«Не ждите, что помещик, как в 1920 году, даст вам землю. Ее надо брать самим, а избранный вами сейм утвердит ваши права… Поэтому уже сегодня батраки, сельскохозяйственные рабочие, безземельные крестьяне должны договариваться между собой, выбирать батрацкие комитеты из честных людей, чтобы сразу же после ухода немцев провести раздел земли между массами безземельных, в первую очередь между батраками, сельскохозяйственными рабочими, а уж потом, если хватит земли, — между малоземельными крестьянами»{210}.
В июльские дни там, где стояли менее терпеливые отряды АЛ, где солдаты 1-й армии встретились с люблинской деревней, не откладывая, выбирали комитеты, батраки, не опасаясь, делили землю. 26 и 27 июля отряд Вацлава Рузги (Стефана) разделил поместье Ружнувка в Билгорайском уезде. Скшипек (Храбя) разделил имение в деревне Рысакув. Солдаты 5-й бригады тяжелой артиллерии в имении Поплавского под Люблином охраняли крестьянские собрания, обсуждавшие вопрос о немедленном разделе земли. Уверенная в себе, под прикрытием своих штыков, деревня вершила свое справедливое дело. Но вскоре оказалось, что не так все это просто. Заместитель командира 2-го дивизиона 5-й бригады тяжелой артиллерии подпоручник Януш Пшимановский вспоминает: «Крестьяне соседней деревни пришли с предложением, чтобы батракам земли не давать, так как они не привыкли работать на своей земле и загубят все хозяйство.
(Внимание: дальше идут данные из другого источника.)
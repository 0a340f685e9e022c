use serde::Deserialize;
use time::OffsetDateTime;

use super::engine::ReportOptions;
use crate::records::{CheckIn, Meal, Supplement};

/// Upper bound on records accepted in a posted snapshot.
pub const MAX_SNAPSHOT_RECORDS: usize = 5_000;
pub const MAX_WINDOW_DAYS: u16 = 90;

#[derive(Debug, Deserialize)]
pub struct InsightsQuery {
    pub days: Option<u16>,
}

/// A caller-supplied snapshot to run the engine over.
#[derive(Debug, Deserialize)]
pub struct ReportRequest {
    #[serde(default)]
    pub check_ins: Vec<CheckIn>,
    #[serde(default)]
    pub meals: Vec<Meal>,
    #[serde(default)]
    pub supplements: Vec<Supplement>,
    /// Defaults to the server clock in the caller's offset.
    #[serde(default, with = "time::serde::rfc3339::option")]
    pub now: Option<OffsetDateTime>,
    #[serde(default)]
    pub options: Option<ReportOptions>,
}

impl ReportRequest {
    pub fn record_count(&self) -> usize {
        self.check_ins.len() + self.meals.len() + self.supplements.len()
    }
}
А батраки прислали делегацию с просьбой, чтобы дать им оружие для защиты от крестьян, которые свое имеют, а заглядываются на чужое»{211}. В имении Лысакув батраки взяли по шесть гектаров, а безземельным из соседней деревни и двухморговым «богачам» добавили по одному гектару… Эта не простая и не терпящая отлагательства справедливость показала возможность перемен, практически доказала, что дело обстоит не так, как в 1920 году, дала ощущение власти, а также хозяйской ответственности. Так, в 80 процентах имений помещичьи земли были поставлены под контроль батрацких комитетов, оберегавших хозяйство, благоразумно ожидавших от своей власти на этот раз помощи и указаний о том, как вершить справедливость и благо для всех. Сознавая свою силу, они стремились получить свои права, взять их «собственной рукой». Именно права…
Пришли, однако, июль и август, а положение становилось все более сложным. Никто не сомневался в необходимости ликвидации хозяйств помещиков, никто не сомневался в необходимости наделения крестьян землей, но никто не знал, как удовлетворить огромный земельный голод польского крестьянина. 30 августа председатель люблинской воеводской рады народовой подполковник АЛ Казимеж Сидор на заседании рады говорил о невозможности за счет деревенских задворок удовлетворить жизненные потребности 10 миллионов «лишних людей» в деревне{212}. Он говорил о необходимости провести обследование и отложить аграрную реформу до момента освобождения всех польских земель и воссоединения с западными землями. Ибо, как показывали предварительные подсчеты, в Люблинском воеводстве можно дать небольшие клочки едва ли одной четвертой части нуждающихся, в Жешувском воеводстве земли хватит лишь для 10 процентов нуждающихся, а в некоторых уездах ее не хватило бы даже для безземельных. Во всю силу дали себя знать деловые, хозяйственные сомнения: стоит ли стремиться к пятигектарному хозяйству, на котором средняя крестьянская семья, правда, может прокормиться, но на каком уровне? Можно ли посадить батрака на двухгектарное хозяйство, не есть ли это «замена одной беды другой»?{213} Дискуссия затягивалась, деревня продолжала ждать с растущим беспокойством.
Положение помещиков, управляющих, администраторов, еще остававшихся в имениях, укреплялось. Ширились слухи, что легальное правительство в Лондоне не допустит полной ликвидации имений. Сохранявшимся в подполье очагам заговора и вооруженным отрядам не имело смысла открыто выступать против реформы: достаточно было напомнить, что покушение на частную собственность без имеющих законную силу решений единственной легальной власти в Лондоне — это просто грабеж. Подлинность народной власти, ее воля и способность реализовать собственную программу оказывались под вопросом.
А между тем народная власть под давлением военной необходимости могла предложить деревне только одно: 18 августа был опубликован декрет о натуральных поставках зерна и картофеля для армии, 22 августа — декрет, распространяющий натуральные поставки на мясо, молоко, сено.